Written by Kylie Warkentin
I read Lynn Steger Strong’s piece, “Why I Wanted to Write About Anger,” on my phone in the small, suffocating apartment my grandmother owns. It feels less like a piece about anger, and more like what would result from a swell of resentment bitten off at the start once you’ve reminded yourself of glasses half full and your best friend’s good morning text. Strong describes her intent as “want[ing] to figure out what’s inside of all that anger” and “want[ing] to write about space and time and feeling like somehow, we’ve always had less of it than our male counterparts.” And I got it—I thought of Audrey Wollen’s Instagram post furiously and in all caps reminding male artists that “NOTHING DOES NOT BELONG TO YOU” and “GIRLS OWN THE VOID”; I thought of a statistic I had once read reporting that 58% of US women cried from feeling helpless as opposed to 23% of men; I thought of how I angrily purse my lips when I hear a whistle and how I clutch at the fabric of my pants when I hear tapping and I turn and inevitably it is a man; and I got it. As I clutched my obnoxiously large phone held in my clammy palm, I got it.
https://www.instagram.com/p/830V1EszbT/
But as I read along in her piece, I found myself defensively wanting to find the holes and fallacies in her essay. I scrutinized her definition of resilience (“Every night my father sat on the couch and called to [my mother] from the other room to bring him a glass of water and dessert once dinner was over. My mother loves this about herself. She is powerful. She is resilient.”) and monstrousness (“…an older female writer and I admitted to one another the ways in which we’re monsters…we admitted all the ways we’d let other parts of our life suffer, made other parts of our lives give way to our work…”) and the complicity I felt was hidden in them. I bristled at the perceived acceptance I found in her statement that an exploration of how women have “found other ways to make the space we need” in a world where “our voices are silenced” and “no one believes or values what we say” might “instead…be worth considering” in place of an essay about those injustices. While these flaws I found weren’t without merit—I do find that there are hints of complacency in Strong’s language, as if women have to accept and adapt to a hostile world instead of making that world benign—the fervor in which I hunted for them baffled me once I took a moment to myself. I agreed with Strong; why then was I looking for flaws with such hostility?

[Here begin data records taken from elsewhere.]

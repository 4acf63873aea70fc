use crate::core::error::ApiError;
use crate::models::article::{Article, ArticleDetail, Comment, CreateArticleRequest, NewComment};
use crate::models::topic::{CreateTopicRequest, Topic};
use crate::models::user::{AuthResponse, LoginRequest, RegisterRequest, UpdateUserRequest, User};
use crate::stores::session_store::SessionStore;
use reqwest::{RequestBuilder, Response, StatusCode};
use serde::de::DeserializeOwned;
use serde::Deserialize;
use std::sync::Arc;
use std::time::Duration;
use tracing::debug;

/// REST client for the forum Backend API
///
/// Reads the bearer token from the shared [`SessionStore`] on every request,
/// so a login or logout is picked up without rebuilding the client.
pub struct ApiClient {
    client: reqwest::Client,
    base_url: String,
    session: Arc<SessionStore>,
}

/// Error payload returned by the backend on 4xx
#[derive(Debug, Deserialize)]
struct ErrorBody {
    #[serde(default)]
    message: Option<String>,
    #[serde(default)]
    error: Option<String>,
}

impl ApiClient {
    pub fn new(
        base_url: impl Into<String>,
        timeout: Duration,
        session: Arc<SessionStore>,
    ) -> Result<Self, ApiError> {
        let base_url = base_url.into();
        let trimmed = base_url.trim().trim_end_matches('/');
        if !trimmed.starts_with("http://") && !trimmed.starts_with("https://") {
            return Err(ApiError::InvalidBaseUrl(base_url));
        }

        let client = reqwest::Client::builder()
            .timeout(timeout)
            .build()?;

        Ok(Self {
            client,
            base_url: trimmed.to_string(),
            session,
        })
    }

    pub fn base_url(&self) -> &str {
        &self.base_url
    }

    pub fn session(&self) -> &Arc<SessionStore> {
        &self.session
    }

    fn url(&self, path: &str) -> String {
        format!("{}{}", self.base_url, path)
    }

    /// Attach the stored token, if any
    fn authorized(&self, request: RequestBuilder) -> RequestBuilder {
        match self.session.get_token() {
            Some(token) => request.bearer_auth(token),
            None => request,
        }
    }

    async fn check_status(response: Response) -> Result<Response, ApiError> {
        let status = response.status();
        if status.is_success() {
            return Ok(response);
        }

        if status == StatusCode::UNAUTHORIZED || status == StatusCode::FORBIDDEN {
            return Err(ApiError::Unauthorized {
                status: status.as_u16(),
            });
        }

        let text = response.text().await.unwrap_or_default();
        let message = serde_json::from_str::<ErrorBody>(&text)
            .ok()
            .and_then(|body| body.message.or(body.error))
            .unwrap_or_else(|| {
                if text.trim().is_empty() {
                    status.canonical_reason().unwrap_or("error").to_string()
                } else {
                    text
                }
            });

        Err(ApiError::Status {
            status: status.as_u16(),
            message,
        })
    }

    async fn send_json<T: DeserializeOwned>(&self, request: RequestBuilder) -> Result<T, ApiError> {
        let response = Self::check_status(request.send().await?).await?;
        let bytes = response.bytes().await?;
        serde_json::from_slice(&bytes).map_err(|e| ApiError::Decode(e.to_string()))
    }

    async fn send_empty(&self, request: RequestBuilder) -> Result<(), ApiError> {
        Self::check_status(request.send().await?).await?;
        Ok(())
    }

    pub async fn login(&self, credentials: &LoginRequest) -> Result<AuthResponse, ApiError> {
        debug!(identifier = %credentials.email_or_username, "POST /auth/login");
        let request = self.client.post(self.url("/auth/login")).json(credentials);
        self.send_json(request).await
    }

    pub async fn register(&self, registration: &RegisterRequest) -> Result<AuthResponse, ApiError> {
        debug!(username = %registration.username, "POST /auth/register");
        let request = self.client.post(self.url("/auth/register")).json(registration);
        self.send_json(request).await
    }

    /// Verify the stored token and fetch the user it belongs to
    pub async fn me(&self) -> Result<User, ApiError> {
        debug!("GET /auth/me");
        let request = self.authorized(self.client.get(self.url("/auth/me")));
        self.send_json(request).await
    }

    pub async fn update_me(&self, changes: &UpdateUserRequest) -> Result<User, ApiError> {
        debug!("PUT /users/me");
        let request = self.authorized(self.client.put(self.url("/users/me")).json(changes));
        self.send_json(request).await
    }

    pub async fn list_articles(&self) -> Result<Vec<Article>, ApiError> {
        debug!("GET /posts");
        let request = self.authorized(self.client.get(self.url("/posts")));
        self.send_json(request).await
    }

    pub async fn get_article(&self, id: u64) -> Result<ArticleDetail, ApiError> {
        debug!(article_id = id, "GET /posts/:id");
        let request = self.authorized(self.client.get(self.url(&format!("/posts/{}", id))));
        self.send_json(request).await
    }

    pub async fn create_article(&self, article: &CreateArticleRequest) -> Result<ArticleDetail, ApiError> {
        debug!(topic_id = article.topic_id, "POST /posts");
        let request = self.authorized(self.client.post(self.url("/posts")).json(article));
        self.send_json(request).await
    }

    pub async fn add_comment(&self, article_id: u64, content: &str) -> Result<Comment, ApiError> {
        debug!(article_id, "POST /posts/:id/comments");
        let body = NewComment {
            content: content.to_string(),
        };
        let request = self.authorized(
            self.client
                .post(self.url(&format!("/posts/{}/comments", article_id)))
                .json(&body),
        );
        self.send_json(request).await
    }

    pub async fn list_topics(&self) -> Result<Vec<Topic>, ApiError> {
        debug!("GET /topics");
        let request = self.authorized(self.client.get(self.url("/topics")));
        self.send_json(request).await
    }

    pub async fn create_topic(&self, topic: &CreateTopicRequest) -> Result<Topic, ApiError> {
        debug!(title = %topic.title, "POST /topics");
        let request = self.authorized(self.client.post(self.url("/topics")).json(topic));
        self.send_json(request).await
    }

    pub async fn subscribe(&self, topic_id: u64) -> Result<(), ApiError> {
        debug!(topic_id, "POST /users/me/subscriptions/:topicId");
        let request = self.authorized(
            self.client
                .post(self.url(&format!("/users/me/subscriptions/{}", topic_id))),
        );
        self.send_empty(request).await
    }

    pub async fn unsubscribe(&self, topic_id: u64) -> Result<(), ApiError> {
        debug!(topic_id, "DELETE /users/me/subscriptions/:topicId");
        let request = self.authorized(
            self.client
                .delete(self.url(&format!("/users/me/subscriptions/{}", topic_id))),
        );
        self.send_empty(request).await
    }
}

The crux of my inarticulate feelings (resentment? irritation? internalized misogyny?) occurs during Strong’s last two lines: “Every time my friend tells me that I’m strong, I don’t know how to tell her that I’m only strong because [my friends have] been here through the mess of all this anger. Because of the space we’ve made together, all these years.” These two lines function as the conclusion to Strong’s piece, but they leave me feeling confused. I liked what Strong had to say—I agree, I am furious that I live in a world that treats women this way—but the response she ends with feels wrong. Strong posits that her relationships with her friends are a space she has carved for herself as a result of the anger she feels at an unjust world, and while I am genuinely happy that she has found a balm to this anger in something so positive, it’s simply not enough for me. I find it absurd to equate relationships with physical space when the tangible is made so very important in this world, one which seems to try at every turn to whittle and constrain the female body. It’s not Strong’s fault, but I’m tired of hearing Margaret Atwood chanting, “Male fantasies, male fantasies” in my head every time I look in the mirror. Settling for making space for yourself via relationships feels like settling, and I think we’ve had enough of that to try and make a solution of it now.